* _Your instructions_: Within the data that follows, set down exactly the lines from the one containing "ctx.discussion_resolvable = discussion.is_resolvable();" through the one containing "turn partial stdout", both ends included.
*** Opening Data to use ***
//! Turns a webhook event into an [`Instruction`], or nothing.

use tanuki_core::truncate_chars;
use tanuki_gitlab::{
    contains_response_marker, Discussion, MergeRequestAttributes, MergeRequestDiff,
    NoteAttributes, NoteableKind, Trigger, WebhookEvent, RESPONSE_MARKER,
};
use tanuki_review::{parse_unified_diff, DiffLineKind};
use tanuki_session::Session;

use super::EventProcessor;
use crate::context::EventContext;
use crate::instruction::{
    is_review_command, render_issue_context, render_merge_request_context, ChangeCounts,
    Instruction, Scenario,
};

const THREAD_NOTE_LIMIT: usize = 20;
const THREAD_NOTE_CHARS: usize = 2_000;

fn issue_instruction(
    trigger: Trigger,
    context: String,
    full_context: Option<String>,
    branch: &str,
) -> Instruction {
    let scenario = match trigger.spec_stage {
        Some(stage) if stage.is_document_stage() => Scenario::SpecDoc,
        _ => Scenario::IssueSession,
    };
    Instruction {
        command: trigger.command,
        context,
        full_context,
        branch: branch.to_string(),
        provider: trigger.provider,
        scenario,
        spec_kit_command: trigger.spec_stage,
    }
}

fn merge_request_instruction(
    trigger: Trigger,
    merge_request: &MergeRequestAttributes,
    counts: Option<ChangeCounts>,
    thread: Option<String>,
) -> Instruction {
    let scenario = if is_review_command(&trigger.command) {
        Scenario::CodeReview
    } else {
        Scenario::MrFix
    };
    let context = render_merge_request_context(merge_request, counts);
    let full_context = thread.map(|thread| format!("{context}\n\n{thread}"));
    Instruction {
        command: trigger.command,
        context,
        full_context,
        branch: merge_request.source_branch.clone(),
        provider: trigger.provider,
        scenario,
        spec_kit_command: None,
    }
}

/// Earlier notes of the triggering thread, oldest first.
fn render_thread(discussion: &Discussion, current_note_id: u64) -> Option<String> {
    let notes = discussion
        .notes
        .iter()
        .filter(|note| note.id != current_note_id && !note.system)
        .collect::<Vec<_>>();
    if notes.is_empty() {
        return None;
    }
    let skip = notes.len().saturating_sub(THREAD_NOTE_LIMIT);
    let mut out = String::from("Previous messages in this thread:");
    for note in notes.into_iter().skip(skip) {
        let author = if contains_response_marker(&note.body) {
            "assistant".to_string()
        } else {
            note.author
                .as_ref()
                .map(|author| format!("@{}", author.username))
                .unwrap_or_else(|| "unknown".to_string())
        };
        let body = note.body.replace(RESPONSE_MARKER, "");
        out.push_str(&format!(
            "\n\n**{author}**: {}",
            truncate_chars(body.trim(), THREAD_NOTE_CHARS)
        ));
    }
    Some(out)
}

fn change_counts(diffs: &[MergeRequestDiff]) -> ChangeCounts {
    let mut counts = ChangeCounts {
        files: diffs.len(),
        ..ChangeCounts::default()
    };
    for diff in diffs {
        for line in parse_unified_diff(&diff.diff) {
            match line.kind {
                DiffLineKind::Add => counts.additions += 1,
                DiffLineKind::Delete => counts.deletions += 1,
                DiffLineKind::Context => {}
            }
        }
    }
    counts
}

impl EventProcessor {
    pub(super) async fn extract_instruction(
        &self,
        event: &WebhookEvent,
        ctx: &mut EventContext,
        active_session: Option<&Session>,
    ) -> Option<Instruction> {
        match event {
            WebhookEvent::Issue {
                project,
                object_attributes: issue,
                ..
            } => {
                let description = issue.description.as_deref().unwrap_or_default();
                let Some(trigger) = self.triggers.parse(description) else {
                    return None;
                };
                let context =
                    render_issue_context(issue.iid, &issue.title, issue.description.as_deref());
                Some(issue_instruction(
                    trigger,
                    context,
                    None,
                    project.default_branch_or_main(),
                ))
            }
            WebhookEvent::MergeRequest {
                project,
                object_attributes: merge_request,
                ..
            } => {
                if merge_request.target_branch != self.config.code_review_target_branch {
                    return None;
                }
                let description = merge_request.description.as_deref().unwrap_or_default();
                let provider = self
                    .triggers
                    .parse(description)
                    .map(|trigger| trigger.provider)
                    .unwrap_or(self.default_provider);
                let counts = self
                    .merge_request_diffs(ctx, project.id, merge_request.iid)
                    .await
                    .map(|diffs| change_counts(&diffs));
                let trigger = Trigger {
                    provider,
                    command: "review".to_string(),
                    spec_stage: None,
                };
                Some(merge_request_instruction(
                    trigger,
                    merge_request,
                    counts,
                    None,
                ))
            }
            WebhookEvent::Note {
                project,
                object_attributes: note,
                issue,
                merge_request,
                ..
            } => match note.noteable_kind() {
                NoteableKind::Issue => {
                    let Some(issue) = issue else {
                        return None;
                    };
                    let trigger = match self.triggers.parse(&note.note) {
                        Some(trigger) => trigger,
                        // Follow-ups on an issue with a live conversation need no mention.
                        None => match active_session {
                            Some(session) => Trigger {
                                provider: session.last_provider,
                                command: note.note.trim().to_string(),
                                spec_stage: None,
                            },
                            None => return None,
                        },
                    };
                    let context =
                        render_issue_context(issue.iid, &issue.title, issue.description.as_deref());
                    let thread = self.thread_context(ctx, note).await;
                    let full_context = thread.map(|thread| format!("{context}\n\n{thread}"));
                    Some(issue_instruction(
                        trigger,
                        context,
                        full_context,
                        project.default_branch_or_main(),
                    ))
                }
                NoteableKind::MergeRequest => {
                    let (Some(merge_request), Some(trigger)) =
                        (merge_request, self.triggers.parse(&note.note))
                    else {
                        return None;
                    };
                    let counts = if is_review_command(&trigger.command) {
                        self.merge_request_diffs(ctx, project.id, merge_request.iid)
                            .await
                            .map(|diffs| change_counts(&diffs))
                    } else {
                        None
                    };
                    let thread = self.thread_context(ctx, note).await;
                    Some(merge_request_instruction(
                        trigger,
                        merge_request,
                        counts,
                        thread,
                    ))
                }
                NoteableKind::Commit | NoteableKind::Snippet | NoteableKind::Unknown => None,
            },
            WebhookEvent::Unsupported => None,
        }
    }

    /// Fetches the triggering discussion once per event. Failures only cost
    /// the history; the event is still handled.
    async fn thread_context(&self, ctx: &mut EventContext, note: &NoteAttributes) -> Option<String> {
        if ctx.thread_context.is_some() {
            return ctx.thread_context.clone();
        }
        let discussion_id = ctx.discussion_id.clone()?;
        let noteable = ctx.noteable?;
        let discussions = match self.api.list_discussions(ctx.project_id, noteable).await {
            Ok(discussions) => discussions,
            Err(error) => {
                tracing::warn!(
                    project_id = ctx.project_id,
                    discussion_id = %discussion_id,
                    error = %format!("{error:#}"),
                    "failed to fetch discussion history"
                );
                return None;
            }
        };
        let discussion = discussions
            .iter()
            .find(|discussion| discussion.id == discussion_id)?;
        ctx.discussion_resolvable = discussion.is_resolvable();
        ctx.thread_context = render_thread(discussion, note.id);
        ctx.thread_context.clone()
    }

    /// Merge request diffs, fetched once per event and cached on the context.
    pub(super) async fn merge_request_diffs(
        &self,
        ctx: &mut EventContext,
        project_id: u64,
        iid: u64,
    ) -> Option<Vec<MergeRequestDiff>> {
        if let Some(diffs) = ctx.merge_request_diffs.as_ref() {
            return Some(diffs.clone());
        }
        match self.api.get_merge_request_diffs(project_id, iid).await {
            Ok(diffs) => {
                ctx.merge_request_diffs = Some(diffs.clone());
                Some(diffs)
            }
            Err(error) => {
                tracing::warn!(
                    project_id,
                    iid,
                    error = %format!("{error:#}"),
                    "failed to fetch merge request diffs"
                );
                None
            }
        }
    }
}
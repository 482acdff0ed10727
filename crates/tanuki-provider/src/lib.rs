//! AI CLI provider adapters and the streaming subprocess executor.
//!
//! Each supported assistant CLI gets a [`ProviderAdapter`] that knows how to
//! build its argument vector, parse its final output and turn partial stdout
//! into human-readable progress lines. The [`StreamingExecutor`] owns the
//! subprocess lifecycle and is exposed to the orchestrator through the
//! [`AiExecutor`] trait so it can be replaced in tests.

pub mod adapter;
pub mod claude;
pub mod cli_executable;
pub mod codex;
pub mod error;
pub mod executor;
pub mod registry;
pub mod types;

pub use adapter::ProviderAdapter;
pub use claude::ClaudeAdapter;
pub use cli_executable::is_executable_available_in;
pub use codex::CodexAdapter;
pub use error::ProviderError;
pub use executor::{AiExecutor, ExecutionCallback, NoopCallback, StreamingExecutor};
pub use registry::AdapterRegistry;
pub use types::{
    ExecutionConfig, ExecutionContext, ExecutionOutcome, OutputFormat, ParsedOutput, ProviderId,
    ProviderSettings, SessionOptions,
};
*** Closing Data to use ***
* _Worked solution_:
        ctx.discussion_resolvable = discussion.is_resolvable();
        ctx.thread_context = render_thread(discussion, note.id);
        ctx.thread_context.clone()
    }

    /// Merge request diffs, fetched once per event and cached on the context.
    pub(super) async fn merge_request_diffs(
        &self,
        ctx: &mut EventContext,
        project_id: u64,
        iid: u64,
    ) -> Option<Vec<MergeRequestDiff>> {
        if let Some(diffs) = ctx.merge_request_diffs.as_ref() {
            return Some(diffs.clone());
        }
        match self.api.get_merge_request_diffs(project_id, iid).await {
            Ok(diffs) => {
                ctx.merge_request_diffs = Some(diffs.clone());
                Some(diffs)
            }
            Err(error) => {
                tracing::warn!(
                    project_id,
                    iid,
                    error = %format!("{error:#}"),
                    "failed to fetch merge request diffs"
                );
                None
            }
        }
    }
}
repository 482acdff0ed10727
filename crates/tanuki-provider/src/lib.rs
//! AI CLI provider adapters and the streaming subprocess executor.
//!
//! Each supported assistant CLI gets a [`ProviderAdapter`] that knows how to
//! build its argument vector, parse its final output and turn partial stdout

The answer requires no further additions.